Heard on Campus
Open gallery
Russell Banks, noted fiction writer, gave a talk titled “Shifting the Compass: Towards a Creole-American Literature” on November 7. Banks has received widespread acclaim for his novels, short stories, poems, and essays. His novels include two Pulitzer Prize finalists: Cloudsplitter and Continental Drift. Two of his books, Affliction and The Sweet Hereafter, were adapted into critically successful feature films.
bell hooks, author, poet, scholar, and one of the leading public intellectuals of our time, spoke on February 1. Although she is best known as a feminist theorist, her work covers a broad range of topics in the areas of gender, race, teaching, and the significance of media for contemporary culture. She’s written more than 20 books, including Feminist Theory From Margin to Center; Yearning: Race, Gender, and Cultural Politics; Breaking Bread: Insurgent Black Intellectual Life (with Cornel West); and Teaching to Transgress: Education as the Practice of Freedom.

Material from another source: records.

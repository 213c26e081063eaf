// src/db/user_repository.rs
// DOCUMENTATION: Database access layer for user accounts
// PURPOSE: Lookups used by login and per-request authentication

use crate::errors::FarmError;
use crate::models::User;
use sqlx::PgPool;

/// UserRepository: All database operations for user accounts
pub struct UserRepository;

impl UserRepository {
    /// Retrieve a user by login email
    /// DOCUMENTATION: Used by POST /auth/login; email is matched lowercase
    pub async fn get_by_email(pool: &PgPool, email: &str) -> Result<User, FarmError> {
        let user = sqlx::query_as::<_, User>(
            r#"
            SELECT id, email, password_hash, name, api_token, created_at
            FROM users
            WHERE email = LOWER($1)
            "#,
        )
        .bind(email)
        .fetch_optional(pool)
        .await
        .map_err(|e| {
            log::error!("Failed to fetch user by email: {}", e);
            FarmError::DatabaseError(e.to_string())
        })?
        .ok_or_else(|| FarmError::NotFound(format!("User with email '{}' not found", email)))?;

        Ok(user)
    }

    /// Retrieve a user by API token
    /// DOCUMENTATION: Used on every authenticated request
    pub async fn get_by_api_token(pool: &PgPool, token: &str) -> Result<User, FarmError> {
        let user = sqlx::query_as::<_, User>(
            r#"
            SELECT id, email, password_hash, name, api_token, created_at
            FROM users
            WHERE api_token = $1
            "#,
        )
        .bind(token)
        .fetch_optional(pool)
        .await
        .map_err(|e| {
            log::error!("Failed to fetch user by token: {}", e);
            FarmError::DatabaseError(e.to_string())
        })?
        .ok_or_else(|| FarmError::NotFound("api token".to_string()))?;

        Ok(user)
    }
}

Rabbi Michael Lerner, founder of Tikkun magazine, a bimonthly Jewish critique of politics, culture, and society, delivered the 2005 Chamberlin Lecture on September 27. His talk was titled “Progressive Social Change: Why America Needs a Spiritual Left.” Lerner has been rabbi of San Francisco’s Beyt Tikkun synagogue since 1996 and is active in the Network of Spiritual Progressives. He is the author and coauthor of numerous books about faith, including Jews and Blacks: Let the Healing Begin, with coauthor Cornel West, and The Geneva Accord and Other Strategies for Middle East Peace.